■ **What to do**:
Collect all lines from the records below that include the word "SUCCESS".

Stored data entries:
/---
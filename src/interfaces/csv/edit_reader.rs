use crate::error::{FormError, Result};
use serde::Deserialize;
use std::io::Read;

/// One renderer edit: raw text typed into a field.
#[derive(Debug, Deserialize, PartialEq, Eq, Clone)]
pub struct FieldEdit {
    pub field: String,
    #[serde(default)]
    pub value: String,
}

/// Reads field edits from a `field,value` CSV source.
///
/// Wraps `csv::Reader` and yields edits lazily, in file order, so a recorded
/// session can be replayed into a `FormEngine`. Whitespace around cells is
/// trimmed and a missing value cell reads as an empty string.
pub struct EditReader<R: Read> {
    reader: csv::Reader<R>,
}

impl<R: Read> EditReader<R> {
    /// Creates a new `EditReader` from any `Read` source (e.g., File, Stdin).
    pub fn new(source: R) -> Self {
        let reader = csv::ReaderBuilder::new()
            .trim(csv::Trim::All)
            .flexible(true)
            .from_reader(source);
        Self { reader }
    }

    pub fn edits(self) -> impl Iterator<Item = Result<FieldEdit>> {
        self.reader
            .into_deserialize()
            .map(|result| result.map_err(FormError::from))
    }
}
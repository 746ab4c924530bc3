use crate::domain::ports::SubmissionStore;
use crate::domain::submission::Submission;
use crate::error::{FormError, Result};
use async_trait::async_trait;
use rocksdb::{ColumnFamilyDescriptor, DB, Options};
use std::path::Path;
use std::sync::Arc;

/// Column Family for storing submitted payment requests.
pub const CF_SUBMISSIONS: &str = "submissions";

/// A persistent submission store backed by RocksDB.
///
/// Submissions are stored as JSON under their big-endian id, so iteration
/// returns them in id order.
///
/// This struct is thread-safe (`Clone` shares the underlying `Arc<DB>`).
#[derive(Clone)]
pub struct RocksDBStore {
    db: Arc<DB>,
}

impl RocksDBStore {
    /// Opens or creates a RocksDB instance at the specified path.
    ///
    /// # Arguments
    ///
    /// * `path` - The filesystem path where the database will be stored.
    pub fn open<P: AsRef<Path>>(path: P) -> Result<Self> {
        let mut opts = Options::default();
        opts.create_if_missing(true);
        opts.create_missing_column_families(true);

        let cf_submissions = ColumnFamilyDescriptor::new(CF_SUBMISSIONS, Options::default());
        let db = DB::open_cf_descriptors(&opts, path, vec![cf_submissions])?;

        Ok(Self { db: Arc::new(db) })
    }

    fn handle(&self) -> Result<&rocksdb::ColumnFamily> {
        self.db.cf_handle(CF_SUBMISSIONS).ok_or_else(|| {
            FormError::InternalError(Box::new(std::io::Error::other(
                "Submissions column family not found",
            )))
        })
    }
}

#[async_trait]
impl SubmissionStore for RocksDBStore {
    async fn store(&self, submission: Submission) -> Result<()> {
        let cf = self.handle()?;
        let key = submission.id.to_be_bytes();
        let value = serde_json::to_vec(&submission)?;

        self.db.put_cf(cf, key, value)?;

        Ok(())
    }

    async fn get(&self, id: u32) -> Result<Option<Submission>> {
        let cf = self.handle()?;
        let key = id.to_be_bytes();

        match self.db.get_pinned_cf(cf, key)? {
            Some(bytes) => Ok(Some(serde_json::from_slice(&bytes)?)),
            None => Ok(None),
        }
    }

    async fn get_all(&self) -> Result<Vec<Submission>> {
        let cf = self.handle()?;

        let mut submissions = Vec::new();
        for item in self.db.iterator_cf(cf, rocksdb::IteratorMode::Start) {
            let (_key, value) = item?;
            submissions.push(serde_json::from_slice(&value)?);
        }

        Ok(submissions)
    }
}
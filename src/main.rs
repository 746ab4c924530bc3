use clap::{Parser, Subcommand};
use miette::{IntoDiagnostic, Result};
use payreq_forms::application::desk::RequestDesk;
use payreq_forms::application::engine::FormEngine;
use payreq_forms::domain::catalog::TemplateCatalog;
use payreq_forms::domain::legacy;
use payreq_forms::domain::ports::SubmissionStoreBox;
use payreq_forms::domain::value::FormData;
use payreq_forms::error::FormError;
use payreq_forms::infrastructure::in_memory::InMemorySubmissionStore;
#[cfg(feature = "storage-rocksdb")]
use payreq_forms::infrastructure::rocksdb::RocksDBStore;
use payreq_forms::infrastructure::template_files::{builtin_catalog, load_dir};
use payreq_forms::interfaces::csv::edit_reader::EditReader;
use payreq_forms::interfaces::csv::error_writer::ErrorWriter;
use std::fs::File;
use std::io;
use std::path::{Path, PathBuf};
use std::process::ExitCode;
use tracing::warn;
use tracing_subscriber::EnvFilter;

#[derive(Parser)]
#[command(author, version, about, long_about = None)]
struct Cli {
    /// Directory of JSON templates to use instead of the built-in ones
    #[arg(long, env = "PAYREQ_TEMPLATES_DIR", global = true)]
    templates_dir: Option<PathBuf>,

    /// Path to persistent database (optional). If provided, uses RocksDB.
    #[arg(long, env = "PAYREQ_DB_PATH", global = true)]
    db_path: Option<PathBuf>,

    #[command(subcommand)]
    command: Commands,
}

#[derive(Subcommand)]
enum Commands {
    /// List the available request templates
    Templates,
    /// Report authoring problems in the templates
    Lint,
    /// Replay a CSV of field edits and report validation errors
    Check {
        /// Template id
        template: String,
        /// CSV file with `field,value` rows
        edits: PathBuf,
        /// Stored JSON payload to start from
        #[arg(long)]
        initial: Option<PathBuf>,
        /// Print the full form snapshot as JSON
        #[arg(long)]
        json: bool,
    },
    /// Replay a CSV of field edits and store the request
    Submit {
        /// Template id
        template: String,
        /// CSV file with `field,value` rows
        edits: PathBuf,
        /// Id to store the request under
        #[arg(long)]
        id: u32,
    },
    /// Reopen a stored request and print its form state
    Show {
        #[arg(long)]
        id: u32,
    },
}

#[tokio::main]
async fn main() -> Result<ExitCode> {
    tracing_subscriber::fmt()
        .with_env_filter(
            EnvFilter::try_from_default_env().unwrap_or_else(|_| EnvFilter::new("warn")),
        )
        .with_writer(io::stderr)
        .init();

    let cli = Cli::parse();

    let catalog = match &cli.templates_dir {
        Some(dir) => load_dir(dir),
        None => builtin_catalog(),
    }
    .into_diagnostic()?;

    match cli.command {
        Commands::Templates => {
            for template in catalog.iter() {
                println!(
                    "{}\t{}\t{}\t{} fields",
                    template.id,
                    template.version,
                    template.name,
                    template.fields().count()
                );
            }
            Ok(ExitCode::SUCCESS)
        }
        Commands::Lint => Ok(lint(&catalog)),
        Commands::Check {
            template,
            edits,
            initial,
            json,
        } => {
            let desk = RequestDesk::new(catalog, Box::new(InMemorySubmissionStore::new()));
            let mut engine = match initial {
                Some(path) => open_with_payload(desk.catalog(), &template, &path)?,
                None => desk.open(&template).into_diagnostic()?,
            };
            replay(&mut engine, &edits)?;

            let valid = engine.validate_all();
            if json {
                serde_json::to_writer_pretty(io::stdout().lock(), &engine.snapshot())
                    .into_diagnostic()?;
                println!();
            } else {
                ErrorWriter::new(io::stdout().lock())
                    .write_errors(engine.errors())
                    .into_diagnostic()?;
            }
            Ok(if valid { ExitCode::SUCCESS } else { ExitCode::FAILURE })
        }
        Commands::Submit {
            template,
            edits,
            id,
        } => {
            let desk = RequestDesk::new(catalog, open_store(cli.db_path)?);
            let mut engine = desk.open(&template).into_diagnostic()?;
            replay(&mut engine, &edits)?;

            match desk.submit(id, &mut engine).await {
                Ok(submission) => {
                    serde_json::to_writer_pretty(io::stdout().lock(), &submission)
                        .into_diagnostic()?;
                    println!();
                    Ok(ExitCode::SUCCESS)
                }
                Err(FormError::Invalid(errors)) => {
                    ErrorWriter::new(io::stdout().lock())
                        .write_errors(&errors)
                        .into_diagnostic()?;
                    Ok(ExitCode::FAILURE)
                }
                Err(e) => Err(e).into_diagnostic(),
            }
        }
        Commands::Show { id } => {
            let desk = RequestDesk::new(catalog, open_store(cli.db_path)?);
            let engine = desk.open_existing(id).await.into_diagnostic()?;
            let template_id = engine.template().map(|template| template.id.as_str());
            let view = serde_json::json!({
                "template": template_id,
                "form": engine.snapshot(),
            });
            serde_json::to_writer_pretty(io::stdout().lock(), &view).into_diagnostic()?;
            println!();
            Ok(ExitCode::SUCCESS)
        }
    }
}

fn open_store(db_path: Option<PathBuf>) -> Result<SubmissionStoreBox> {
    match db_path {
        #[cfg(feature = "storage-rocksdb")]
        Some(path) => Ok(Box::new(RocksDBStore::open(path).into_diagnostic()?)),
        #[cfg(not(feature = "storage-rocksdb"))]
        Some(_) => {
            warn!(
                "Persistent storage requested via --db-path, but 'storage-rocksdb' feature is not enabled. Falling back to In-Memory storage."
            );
            Ok(Box::new(InMemorySubmissionStore::new()))
        }
        None => Ok(Box::new(InMemorySubmissionStore::new())),
    }
}

fn open_with_payload(catalog: &TemplateCatalog, template_id: &str, path: &Path) -> Result<FormEngine> {
    let template = catalog
        .get(template_id)
        .ok_or_else(|| FormError::UnknownTemplate(template_id.to_string()))
        .into_diagnostic()?;
    let file = File::open(path).into_diagnostic()?;
    let mut data: FormData = serde_json::from_reader(file).into_diagnostic()?;
    legacy::normalize(&template, &mut data);

    let mut engine = FormEngine::new();
    engine.select_template(Some(template), Some(data));
    Ok(engine)
}

fn replay(engine: &mut FormEngine, edits: &Path) -> Result<()> {
    let file = File::open(edits).into_diagnostic()?;
    for edit in EditReader::new(file).edits() {
        match edit {
            Ok(edit) => {
                if !engine.update_field_raw(&edit.field, &edit.value) {
                    warn!(field = %edit.field, "edit ignored");
                }
            }
            Err(e) => {
                eprintln!("Error reading edit: {}", e);
            }
        }
    }
    Ok(())
}

fn lint(catalog: &TemplateCatalog) -> ExitCode {
    let mut clean = true;
    for template in catalog.iter() {
        for issue in template.lint() {
            clean = false;
            println!("{}: {}", template.id, issue);
        }
    }
    if clean { ExitCode::SUCCESS } else { ExitCode::FAILURE }
}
\---
■ **Your response**:
            Ok(ExitCode::SUCCESS)
            Ok(if valid { ExitCode::SUCCESS } else { ExitCode::FAILURE })
                    Ok(ExitCode::SUCCESS)
            Ok(ExitCode::SUCCESS)
    if clean { ExitCode::SUCCESS } else { ExitCode::FAILURE }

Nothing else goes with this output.